🤖 AI Summary
Large language models (LLMs) deployed as autonomous agents frequently rely on Python-based tool-calling code, yet suffer from performance bottlenecks, security vulnerabilities, and insufficient reliability—hindering real-world deployment. To address these challenges, we propose Quasar, a lightweight domain-specific language explicitly designed for LLM agent code actions. Quasar introduces three novel, tightly integrated capabilities: automatic parallelization, uncertainty quantification (to mitigate hallucination), and user-verifiable safety policies. It supports transparent transpilation from a safe Python subset and ensures trustworthiness via static analysis, sandboxed execution, and conformal prediction. Evaluated on the GQA benchmark using the ViperGPT agent, Quasar reduces execution time by 42%, decreases user approval interactions by 52%, and achieves the target reliability coverage—demonstrating significant gains in efficiency, safety, and dependability for LLM-driven automation.
📝 Abstract
Modern large language models (LLMs) are often deployed as agents, calling external tools adaptively to solve tasks.
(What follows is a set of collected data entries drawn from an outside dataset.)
//! HTML rendering for the expenses page.

use maud::{Markup, html};
use time::Date;
use unicode_segmentation::UnicodeSegmentation;

use crate::{
    alert::Alert,
    endpoints,
    html::{
        BUTTON_DELETE_STYLE, BUTTON_PRIMARY_STYLE, FORM_LABEL_STYLE, FORM_TEXT_INPUT_STYLE,
        HeadElement, LINK_STYLE, PAGE_CONTAINER_STYLE, TABLE_CELL_STYLE, TABLE_HEADER_STYLE,
        TABLE_ROW_STYLE, base, currency_input_styles, format_currency,
    },
};

use super::{
    chart::chart_view,
    core::{BR_DATE_FORMAT, Category, Expense, ExpenseId},
};

/// The max number of graphemes to display in the expense table rows before
/// truncating and displaying ellipses.
const MAX_DESCRIPTION_GRAPHEMES: usize = 32;

/// Renders an expense as a table row with its delete action.
#[derive(Debug, PartialEq, Clone)]
pub(super) struct ExpenseTableRow {
    /// The ID of the expense.
    pub(super) id: ExpenseId,
    /// A text description of what the money was spent on.
    pub(super) descricao: String,
    /// How much was spent.
    pub(super) valor: f64,
    /// Which category the expense belongs to.
    pub(super) categoria: Category,
    /// When the money was spent.
    pub(super) data: Date,
    /// The API path to delete this expense.
    pub(super) delete_url: String,
    /// The accessible label of the delete action, e.g. "3 - Almoço (15.5 R$)".
    pub(super) delete_label: String,
}

impl ExpenseTableRow {
    pub(super) fn new_from_expense(expense: Expense) -> Self {
        Self {
            delete_url: endpoints::format_endpoint(endpoints::DELETE_DESPESA, expense.id),
            delete_label: format!(
                "{} - {} ({} R$)",
                expense.id, expense.descricao, expense.valor
            ),
            id: expense.id,
            descricao: expense.descricao,
            valor: expense.valor,
            categoria: expense.categoria,
            data: expense.data,
        }
    }
}

pub(super) fn expenses_view(
    expenses: Vec<ExpenseTableRow>,
    default_date: Date,
    chart_init: Option<HeadElement>,
    alert: Option<Alert<'static>>,
) -> Markup {
    let mut head_elements = vec![currency_input_styles()];
    if let Some(script) = chart_init {
        head_elements.push(script);
    }

    // Cache this result so it can be accessed after `expenses` is moved by the for loop.
    let expenses_empty = expenses.is_empty();

    let content = html! {
        main class=(PAGE_CONTAINER_STYLE)
        {
            section class="w-full max-w-3xl space-y-8"
            {
                header
                {
                    h1 class="text-2xl font-bold" { "Controle de Despesas" }
                }

                @if let Some(alert) = alert {
                    (alert.into_html())
                }

                (add_expense_form_view(default_date))

                section class="space-y-4"
                {
                    h2 class="text-xl font-bold" { "Minhas despesas" }

                    @if expenses_empty {
                        p data-empty-state="true" { "Nenhuma despesa cadastrada ainda." }
                    } @else {
                        div class="rounded bg-gray-50 dark:bg-gray-800 overflow-x-auto"
                        {
                            table class="w-full my-2 text-sm text-left rtl:text-right
                                text-gray-500 dark:text-gray-400"
                            {
                                thead class=(TABLE_HEADER_STYLE)
                                {
                                    tr
                                    {
                                        th scope="col" class=(TABLE_CELL_STYLE) { "ID" }
                                        th scope="col" class=(TABLE_CELL_STYLE) { "Descrição" }
                                        th scope="col" class="px-6 py-3 text-right" { "Valor" }
                                        th scope="col" class=(TABLE_CELL_STYLE) { "Categoria" }
                                        th scope="col" class=(TABLE_CELL_STYLE) { "Data" }
                                        th scope="col" class=(TABLE_CELL_STYLE) { "Ações" }
                                    }
                                }

                                tbody
                                {
                                    @for expense_row in expenses {
                                        (expense_row_view(&expense_row))
                                    }
                                }
                            }
                        }
                    }
                }

                section class="space-y-4"
                {
                    h2 class="text-xl font-bold" { "Resumo de Gastos por Categoria" }

                    @if expenses_empty {
                        p data-empty-state="true" { "Nenhuma despesa para mostrar no gráfico." }
                    } @else {
                        (chart_view())
                    }
                }

                section class="space-y-4"
                {
                    h2 class="text-xl font-bold" { "Gerenciar despesas" }

                    button
                        type="button"
                        hx-delete=(endpoints::DESPESAS_API)
                        class=(BUTTON_DELETE_STYLE)
                    {
                        "Apagar todo histórico"
                    }
                }

                section class="space-y-4"
                {
                    h2 class="text-xl font-bold" { "Exportar despesas" }

                    @if expenses_empty {
                        p { "Nenhuma despesa para exportar." }
                    } @else {
                        a
                            href=(endpoints::EXPORT_CSV)
                            download="despesas.csv"
                            class=(LINK_STYLE)
                        {
                            "Baixar CSV"
                        }
                    }
                }
            }
        }
    };

    base("Despesas", &head_elements, &content)
}

fn add_expense_form_view(default_date: Date) -> Markup {
    html!(
        section class="space-y-4"
        {
            h2 class="text-xl font-bold" { "Adicionar nova despesa" }

            form hx-post=(endpoints::DESPESAS_API) class="space-y-4"
            {
                div
                {
                    label for="descricao" class=(FORM_LABEL_STYLE) { "Descrição" }

                    input
                        type="text"
                        name="descricao"
                        id="descricao"
                        class=(FORM_TEXT_INPUT_STYLE);
                }

                div
                {
                    label for="categoria" class=(FORM_LABEL_STYLE) { "Categoria" }

                    select
                        name="categoria"
                        id="categoria"
                        class=(FORM_TEXT_INPUT_STYLE)
                    {
                        @for categoria in Category::ALL {
                            option value=(categoria.as_str()) { (categoria.as_str()) }
                        }
                    }
                }

                div
                {
                    label for="valor" class=(FORM_LABEL_STYLE) { "Valor" }

                    div class="input-wrapper"
                    {
                        input
                            type="number"
                            name="valor"
                            id="valor"
                            min="0"
                            step="0.01"
                            required
                            class=(FORM_TEXT_INPUT_STYLE);
                    }
                }

                div
                {
                    label for="data" class=(FORM_LABEL_STYLE) { "Data" }

                    input
                        type="date"
                        name="data"
                        id="data"
                        value=(default_date)
                        required
                        class=(FORM_TEXT_INPUT_STYLE);
                }

                button type="submit" class=(BUTTON_PRIMARY_STYLE) { "Adicionar despesa" }
            }
        }
    )
}

fn expense_row_view(expense_row: &ExpenseTableRow) -> Markup {
    html!(
        tr class=(TABLE_ROW_STYLE)
        {
            td class=(TABLE_CELL_STYLE) { (expense_row.id) }
            td class=(TABLE_CELL_STYLE) { (truncated_description(&expense_row.descricao)) }
            td class="px-6 py-4 text-right" { (format_currency(expense_row.valor)) }
            td class=(TABLE_CELL_STYLE) { (expense_row.categoria) }
            td class=(TABLE_CELL_STYLE) { (format_date(expense_row.data)) }
            td class=(TABLE_CELL_STYLE)
            {
                button
                    type="button"
                    hx-delete=(expense_row.delete_url)
                    aria-label=(expense_row.delete_label)
                    class=(BUTTON_DELETE_STYLE)
                {
                    "Apagar"
                }
            }
        }
    )
}

fn format_date(date: Date) -> String {
    date.format(BR_DATE_FORMAT)
        .unwrap_or_else(|_| date.to_string())
}

fn truncated_description(descricao: &str) -> String {
    let graphemes: Vec<&str> = descricao.graphemes(true).collect();

    if graphemes.len() <= MAX_DESCRIPTION_GRAPHEMES {
        descricao.to_owned()
    } else {
        format!("{}…", graphemes[..MAX_DESCRIPTION_GRAPHEMES].concat())
    }
}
Rather than directly calling tools, it can be more effective for LLMs to write code to perform the tool calls, enabling them to automatically generate complex control flow such as conditionals and loops. Such code actions are typically provided as Python code, since LLMs are quite proficient at it; however, Python may not be the ideal language due to limited built-in support for performance, security, and reliability. We propose a novel programming language for code actions, called Quasar, which has several benefits: (1) automated parallelization to improve performance, (2) uncertainty quantification to improve reliability and mitigate hallucinations, and (3) security features enabling the user to validate actions. LLMs can write code in a subset of Python, which is automatically transpiled to Quasar. We evaluate our approach on the ViperGPT visual question answering agent, applied to the GQA dataset, demonstrating that LLMs with Quasar actions instead of Python actions retain strong performance, while reducing execution time when possible by 42%, improving security by reducing user approval interactions when possible by 52%, and improving reliability by applying conformal prediction to achieve a desired target coverage level.